Friday, April 29, 2011

nostrum

nostrum

\ NOS-truhm \  , noun;
1.A medicine of secret composition and unproven or dubious effectiveness; a quack medicine.
2.A usually questionable remedy or scheme; a cure-all.
 
Certain types of people will tell you the best way to avoid a hangover is to not drink at all. These types of people are rarely invited to parties. It's the same kind of advice as abstinence is the only 100% reliable form of birth control.  It's theoretically sound, but in the end you just end up screwing yourself. 
 
Other, more alcoholic people offer more tangible nostrums for hangovers with little scientific evidence to back up their claims. One acquaintance of mine swears by Diet Coke and bacon, even going so far as to break her Lentil promise of giving up Pop (or soda, if you're a soda sayer) in order to cure an obstinate hangover effecting both her head and stomach. That might be good for her, but some of us might not want to anger Almighty Being's in order to get rid of a headache. 
 
Another nostrum, one that has apparently been proven by the scientific community, is drinking a glass of water between every alcoholic beverage consumed.

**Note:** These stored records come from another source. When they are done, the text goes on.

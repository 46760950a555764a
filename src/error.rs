//! Error types for NVCombo
//!
//! This module defines all error types used throughout the library.
//! Validation problems are not errors: they are reported as data by
//! [`crate::validator::ValidationReport`].

use thiserror::Error;

/// Result type alias for NVCombo operations
pub type Result<T> = std::result::Result<T, NvError>;

/// Main error type for NVCombo operations
#[derive(Error, Debug, Clone, PartialEq)]
pub enum NvError {
    /// Combo text parsing error
    #[error("Parse error: {0}")]
    Parse(#[from] ParseError),

    /// Decoding error
    #[error("Decoding error: {0}")]
    Decode(#[from] DecodeError),

    /// Encoding error
    #[error("Encoding error: {0}")]
    Encode(#[from] EncodeError),

    /// Compression adapter error
    #[error("Compression error: {0}")]
    Compression(#[from] CompressionError),
}

/// Errors while parsing the combo text notation
#[derive(Error, Debug, Clone, PartialEq, Eq)]
pub enum ParseError {
    /// A carrier segment does not match `BAND CLASS [MIMO] [UL] [^]`
    #[error("Invalid carrier segment '{segment}': {reason}")]
    InvalidSegment { segment: String, reason: String },

    /// Nothing to parse
    #[error("Empty combo")]
    Empty,

    /// More than one carrier carries the PCell marker
    #[error("More than one PCell marker in '{0}'")]
    MultiplePcell(String),
}

impl ParseError {
    pub(crate) fn segment(segment: &str, reason: impl Into<String>) -> Self {
        ParseError::InvalidSegment {
            segment: segment.to_string(),
            reason: reason.into(),
        }
    }
}

/// Errors during decoding
///
/// All variants carry the byte offset (into the inflated stream) where
/// the problem was detected.
#[derive(Error, Debug, Clone, PartialEq, Eq)]
pub enum DecodeError {
    /// DL header without any carrier, or a slot with an invalid class byte
    #[error("Malformed descriptor {tag} at offset {offset}: {reason}")]
    MalformedDescriptor {
        tag: u16,
        offset: usize,
        reason: String,
    },

    /// Tag outside the six known descriptor kinds
    #[error("Unknown descriptor tag {tag} at offset {offset}")]
    UnknownDescriptorTag { tag: u16, offset: usize },

    /// Buffer ended in the middle of a field
    #[error("Unexpected end of file at offset {offset}: need {needed} bytes, {available} left")]
    UnexpectedEndOfFile {
        offset: usize,
        needed: usize,
        available: usize,
    },

    /// Uplink record read before any DL header opened a group
    #[error("Uplink record {tag} at offset {offset} has no open group")]
    OrphanUplinkRecord { tag: u16, offset: usize },
}

impl DecodeError {
    /// Byte offset where decoding stopped
    pub fn offset(&self) -> usize {
        match self {
            DecodeError::MalformedDescriptor { offset, .. }
            | DecodeError::UnknownDescriptorTag { offset, .. }
            | DecodeError::UnexpectedEndOfFile { offset, .. }
            | DecodeError::OrphanUplinkRecord { offset, .. } => *offset,
        }
    }
}

/// Fatal errors during encoding; no buffer is produced
#[derive(Error, Debug, Clone, PartialEq, Eq)]
pub enum EncodeError {
    /// Nothing to encode
    #[error("No combos to encode")]
    EmptyInput,

    /// Preserve-original strategy requested without decoded groups
    #[error("Preserve-original grouping requires the groups of a prior decode")]
    MissingOriginalGroups,

    /// Header count field is a u16
    #[error("Too many descriptors: {count} exceeds maximum {max}")]
    TooManyDescriptors { count: usize, max: usize },

    /// MIMO value cannot be written in the chosen descriptor width
    #[error("MIMO {mimo} on band {band} does not fit descriptor {tag}")]
    MimoOutOfRange { band: u16, mimo: u32, tag: u16 },
}

/// Errors from the compression adapter
#[derive(Error, Debug, Clone, PartialEq, Eq)]
pub enum CompressionError {
    /// deflate failed
    #[error("Compression failed: {0}")]
    Compress(String),

    /// inflate failed (corrupt or truncated zlib stream)
    #[error("Decompression failed: {0}")]
    Decompress(String),
}

#[cfg(test)]
mod tests {
    use super::*;

    #[test]
    fn test_error_display() {
        let err = NvError::Decode(DecodeError::UnknownDescriptorTag {
            tag: 999,
            offset: 44,
        });
        let msg = format!("{}", err);
        assert!(msg.contains("999"));
        assert!(msg.contains("44"));
    }

    #[test]
    fn test_error_conversion() {
        let encode_err = EncodeError::EmptyInput;
        let nv_err: NvError = encode_err.into();
        assert!(matches!(nv_err, NvError::Encode(_)));
    }

    #[test]
    fn test_decode_error_offset() {
        let err = DecodeError::UnexpectedEndOfFile {
            offset: 30,
            needed: 2,
            available: 1,
        };
        assert_eq!(err.offset(), 30);
    }
}
//! Window geometry persisted through [`Preferences`].
//!
//! # Invariants
//! - Missing keys read as the defaults (`100` for every coordinate, not
//!   maximized).
//! - Saving a maximized window records only the maximized flag, so the last
//!   restored size and location survive.

use crate::prefs::{Preferences, PrefsResult};

pub const KEY_LOCATION_X: &str = "window.location.x";
pub const KEY_LOCATION_Y: &str = "window.location.y";
pub const KEY_SIZE_WIDTH: &str = "window.size.width";
pub const KEY_SIZE_HEIGHT: &str = "window.size.height";
pub const KEY_MAXIMIZED: &str = "window.maximized";

const DEFAULT_COORDINATE: i64 = 100;

/// Location, size and maximized state of the main window.
#[derive(Debug, Clone, Copy, PartialEq, Eq)]
pub struct WindowGeometry {
    pub x: i64,
    pub y: i64,
    pub width: i64,
    pub height: i64,
    pub maximized: bool,
}

impl Default for WindowGeometry {
    fn default() -> Self {
        Self {
            x: DEFAULT_COORDINATE,
            y: DEFAULT_COORDINATE,
            width: DEFAULT_COORDINATE,
            height: DEFAULT_COORDINATE,
            maximized: false,
        }
    }
}

impl WindowGeometry {
    /// Writes the default for every geometry key not yet stored.
    ///
    /// Returns how many keys were written.
    pub fn install_defaults(prefs: &mut dyn Preferences) -> PrefsResult<usize> {
        let defaults = Self::default();
        let mut installed = 0;
        for (key, value) in [
            (KEY_LOCATION_X, defaults.x),
            (KEY_LOCATION_Y, defaults.y),
            (KEY_SIZE_WIDTH, defaults.width),
            (KEY_SIZE_HEIGHT, defaults.height),
        ] {
            if !prefs.contains(key)? {
                prefs.put_int(key, value)?;
                installed += 1;
            }
        }
        if !prefs.contains(KEY_MAXIMIZED)? {
            prefs.put_bool(KEY_MAXIMIZED, defaults.maximized)?;
            installed += 1;
        }
        Ok(installed)
    }

    pub fn load(prefs: &dyn Preferences) -> PrefsResult<Self> {
        let defaults = Self::default();
        Ok(Self {
            x: prefs.get_int(KEY_LOCATION_X, defaults.x)?,
            y: prefs.get_int(KEY_LOCATION_Y, defaults.y)?,
            width: prefs.get_int(KEY_SIZE_WIDTH, defaults.width)?,
            height: prefs.get_int(KEY_SIZE_HEIGHT, defaults.height)?,
            maximized: prefs.get_bool(KEY_MAXIMIZED, defaults.maximized)?,
        })
    }

    pub fn save(&self, prefs: &mut dyn Preferences) -> PrefsResult<()> {
        prefs.put_bool(KEY_MAXIMIZED, self.maximized)?;
        if self.maximized {
            return Ok(());
        }
        prefs.put_int(KEY_LOCATION_X, self.x)?;
        prefs.put_int(KEY_LOCATION_Y, self.y)?;
        prefs.put_int(KEY_SIZE_WIDTH, self.width)?;
        prefs.put_int(KEY_SIZE_HEIGHT, self.height)?;
        Ok(())
    }
}

#[cfg(test)]
mod tests {
    use super::{WindowGeometry, KEY_LOCATION_X, KEY_SIZE_WIDTH};
    use crate::prefs::{MemoryPreferences, Preferences};

    #[test]
    fn install_defaults_only_fills_missing_keys() {
        let mut prefs = MemoryPreferences::new("app");
        prefs.put_int(KEY_LOCATION_X, 7).expect("seed");

        let installed = WindowGeometry::install_defaults(&mut prefs).expect("install");
        assert_eq!(installed, 4);
        assert_eq!(prefs.get_int(KEY_LOCATION_X, 0).expect("x"), 7);
        assert_eq!(
            WindowGeometry::install_defaults(&mut prefs).expect("reinstall"),
            0
        );
    }

    #[test]
    fn save_then_load_restores_geometry() {
        let mut prefs = MemoryPreferences::new("app");
        let geometry = WindowGeometry {
            x: 10,
            y: 20,
            width: 800,
            height: 600,
            maximized: false,
        };
        geometry.save(&mut prefs).expect("save");
        assert_eq!(WindowGeometry::load(&prefs).expect("load"), geometry);
    }

    #[test]
    fn maximized_save_keeps_previous_size() {
        let mut prefs = MemoryPreferences::new("app");
        prefs.put_int(KEY_SIZE_WIDTH, 640).expect("seed");

        let geometry = WindowGeometry {
            width: 1920,
            maximized: true,
            ..WindowGeometry::default()
        };
        geometry.save(&mut prefs).expect("save");

        let loaded = WindowGeometry::load(&prefs).expect("load");
        assert!(loaded.maximized);
        assert_eq!(loaded.width, 640);
    }
}
//! Named attribute change notification.
//!
//! Listeners subscribe to one property name or to every property. A change
//! whose old and new values are both present and equal is not delivered.

use crate::application::ApplicationId;
use crate::dispatch::{
    DispatchError, EventDispatcher, FaultPolicy, ListenerResult, SubscriptionId, TopicEvent,
};
use log::debug;

/// Property name for the application title.
pub const PROPERTY_APPLICATION_TITLE: &str = "application.title";
/// Property name for the application icon resource.
pub const PROPERTY_APPLICATION_ICON: &str = "application.icon";

#[derive(Debug, Clone, PartialEq, Eq)]
pub struct PropertyChangeEvent {
    pub source: ApplicationId,
    pub property: String,
    pub old_value: Option<String>,
    pub new_value: Option<String>,
}

impl TopicEvent for PropertyChangeEvent {
    type Topic = String;

    fn topic(&self) -> &String {
        &self.property
    }
}

/// Broadcaster for [`PropertyChangeEvent`]s of one application.
#[derive(Debug)]
pub struct PropertyNotifier {
    source: ApplicationId,
    dispatcher: EventDispatcher<PropertyChangeEvent>,
}

impl PropertyNotifier {
    pub fn new(source: ApplicationId) -> Self {
        Self::with_policy(source, FaultPolicy::default())
    }

    pub fn with_policy(source: ApplicationId, policy: FaultPolicy) -> Self {
        Self {
            source,
            dispatcher: EventDispatcher::with_policy("properties", policy),
        }
    }

    pub fn subscribe_all<F>(&mut self, listener: F) -> SubscriptionId
    where
        F: Fn(&PropertyChangeEvent) -> ListenerResult + Send + Sync + 'static,
    {
        self.dispatcher.subscribe_all(listener)
    }

    pub fn subscribe<F>(&mut self, property: impl Into<String>, listener: F) -> SubscriptionId
    where
        F: Fn(&PropertyChangeEvent) -> ListenerResult + Send + Sync + 'static,
    {
        self.dispatcher.subscribe(property.into(), listener)
    }

    pub fn unsubscribe(&mut self, id: SubscriptionId) -> bool {
        self.dispatcher.unsubscribe(id)
    }

    /// Publishes a change of `property`.
    ///
    /// Returns `Ok(false)` when nothing was published because the value did
    /// not change.
    pub fn fire(
        &self,
        property: &str,
        old_value: Option<&str>,
        new_value: Option<&str>,
    ) -> Result<bool, DispatchError> {
        if old_value.is_some() && old_value == new_value {
            debug!(
                "event=property_change module=property name={} status=skip reason=unchanged",
                property
            );
            return Ok(false);
        }

        self.dispatcher.publish(&PropertyChangeEvent {
            source: self.source,
            property: property.to_string(),
            old_value: old_value.map(str::to_string),
            new_value: new_value.map(str::to_string),
        })?;
        Ok(true)
    }

    pub fn listener_count(&self) -> usize {
        self.dispatcher.listener_count()
    }
}
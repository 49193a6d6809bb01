//! In-memory preference store.

use super::{validate_name, Preferences, PrefsResult};
use std::collections::BTreeMap;

/// Non-persistent store, for tests and throwaway sessions.
#[derive(Debug, Clone, Default)]
pub struct MemoryPreferences {
    node: String,
    values: BTreeMap<String, String>,
}

impl MemoryPreferences {
    pub fn new(node: impl Into<String>) -> Self {
        Self {
            node: node.into(),
            values: BTreeMap::new(),
        }
    }
}

impl Preferences for MemoryPreferences {
    fn node(&self) -> &str {
        self.node.as_str()
    }

    fn get_text(&self, name: &str) -> PrefsResult<Option<String>> {
        validate_name(name)?;
        Ok(self.values.get(name).cloned())
    }

    fn put_text(&mut self, name: &str, value: &str) -> PrefsResult<()> {
        validate_name(name)?;
        self.values.insert(name.to_string(), value.to_string());
        Ok(())
    }

    fn remove(&mut self, name: &str) -> PrefsResult<bool> {
        validate_name(name)?;
        Ok(self.values.remove(name).is_some())
    }

    fn names(&self) -> PrefsResult<Vec<String>> {
        Ok(self.values.keys().cloned().collect())
    }
}
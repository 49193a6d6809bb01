//! SQLite bootstrap for the preference store.
//!
//! Schema version is tracked via `PRAGMA user_version`; failures surface as
//! [`crate::prefs::PrefsError`].

pub mod migrations;
mod open;

pub use open::{open_db, open_db_in_memory};
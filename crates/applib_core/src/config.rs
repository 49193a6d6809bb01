//! Application settings.
//!
//! # Responsibility
//! - Carry the knobs the application object needs at construction time.
//! - Parse them from JSON with per-field defaults.
//!
//! # Invariants
//! - `name` and `version` are never blank after validation.
//! - `preferences_node` follows preference naming rules.

use crate::dispatch::FaultPolicy;
use crate::prefs::is_valid_name;
use serde::{Deserialize, Serialize};
use std::error::Error;
use std::fmt::{Display, Formatter};

const DEFAULT_APPLICATION_NAME: &str = "applib";
const DEFAULT_PREFERENCES_NODE: &str = "applib";
const DEFAULT_APPLICATION_VERSION: &str = "0.1.0";

#[derive(Debug, Clone, PartialEq, Eq, Serialize, Deserialize)]
#[serde(default)]
pub struct ApplicationConfig {
    /// Display name, also used in log records.
    pub name: String,
    /// Application version, free-form and independent of the library version.
    pub version: String,
    /// Preference node the application reads and writes.
    pub preferences_node: String,
    pub auto_unregister_models: bool,
    pub auto_unregister_views: bool,
    /// Persist window geometry between `STOPPING` and `STOPPED`.
    pub save_preferences_on_exit: bool,
    /// Fault policy for every dispatcher the application owns.
    pub listener_faults: FaultPolicy,
    /// Value returned by `Application::exit`.
    pub exit_code: i32,
}

impl Default for ApplicationConfig {
    fn default() -> Self {
        Self {
            name: DEFAULT_APPLICATION_NAME.to_string(),
            version: DEFAULT_APPLICATION_VERSION.to_string(),
            preferences_node: DEFAULT_PREFERENCES_NODE.to_string(),
            auto_unregister_models: false,
            auto_unregister_views: false,
            save_preferences_on_exit: true,
            listener_faults: FaultPolicy::Propagate,
            exit_code: 0,
        }
    }
}

impl ApplicationConfig {
    /// Parses and validates a JSON document. Missing fields take defaults.
    pub fn from_json_str(raw: &str) -> Result<Self, ConfigError> {
        let config: Self = serde_json::from_str(raw).map_err(ConfigError::Parse)?;
        config.validate()?;
        Ok(config)
    }

    pub fn validate(&self) -> Result<(), ConfigError> {
        if self.name.trim().is_empty() {
            return Err(ConfigError::EmptyName);
        }
        if self.version.trim().is_empty() {
            return Err(ConfigError::EmptyVersion);
        }
        if !is_valid_name(self.preferences_node.as_str()) {
            return Err(ConfigError::InvalidPreferencesNode(
                self.preferences_node.clone(),
            ));
        }
        Ok(())
    }
}

#[derive(Debug)]
pub enum ConfigError {
    Parse(serde_json::Error),
    EmptyName,
    EmptyVersion,
    InvalidPreferencesNode(String),
}

impl Display for ConfigError {
    fn fmt(&self, f: &mut Formatter<'_>) -> std::fmt::Result {
        match self {
            Self::Parse(err) => write!(f, "invalid application config: {err}"),
            Self::EmptyName => write!(f, "application name must not be empty"),
            Self::EmptyVersion => write!(f, "application version must not be empty"),
            Self::InvalidPreferencesNode(value) => {
                write!(f, "preferences node is invalid: `{value}`")
            }
        }
    }
}

impl Error for ConfigError {
    fn source(&self) -> Option<&(dyn Error + 'static)> {
        match self {
            Self::Parse(err) => Some(err),
            _ => None,
        }
    }
}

If you were to tell me that I should trade the shot of Jagger in my hand for a glass of water I would laugh at you. Then I might try to fight you, because Jagger makes a person crazy. 
 
I suppose there is no good way to cure a hangover, but I will continue my scientific research into this quandary tonight at the bar and report back my findings. Let us reflect on the words of Thomas Edison, who said of getting drunk and trying to find the cure for hang overs, "I am not discouraged, because every wrong attempt discarded is another step forward". Truer words were never spoken.

Thursday, April 28, 2011

vituperation

vituperation

\ vy-too-puh-RAY-shuhn, -tyoo- \  , noun;
1.The act or an instance of speaking abusively to or about.
2.Sustained and severely abusive language.
 
What is it about cussing that makes me so happy? The birth of a child, conversation with friends, a coy look from a loved one across a crowded room. These things are all nice, but none provide me with the same feelings of relief as coming up with new and interesting ways to cuss out a driver who cuts me off in traffic on the way to work.I'm not just talking about 4 letter words here. I'm speaking of an all encompassing vituperation that rains like napalm upon the unknowing stranger. I call things about the person into question that don't even make sense in the context of driving. Personal hygiene, choice in vehicle, bumper stickers, personalized license plates, taste in women (or men), hair style, what insurance company I believe they might purchase car insurance from. Nothing is off limits. 
 
This is a game just for me though. I've never been in a situation where I've been so truly angry that no matter how egregiously wrong the object of my scorn might be, my harsh words always make me look like the insane one.

Monday, April 25, 2011

marginalia

marginalia

\mahr-juh-NEY-lee-uh\ , noun;
1.Notes in the margin of a book, manuscript, or letter.
 
One of my favorite parts about college was the realization that, for the first time in my life, I could write in the text books. I felt a sick kind of excitement. My school career up to that point consisted of veiled threats of the unknown if I did not have my text book covered promptly by a brown paper bag. Looking back on it I'm not sure how impenetrable a fortress a  brown paper bag was expected to be, but I covered my books dutifully and was sure to avoid marking the book in any way. 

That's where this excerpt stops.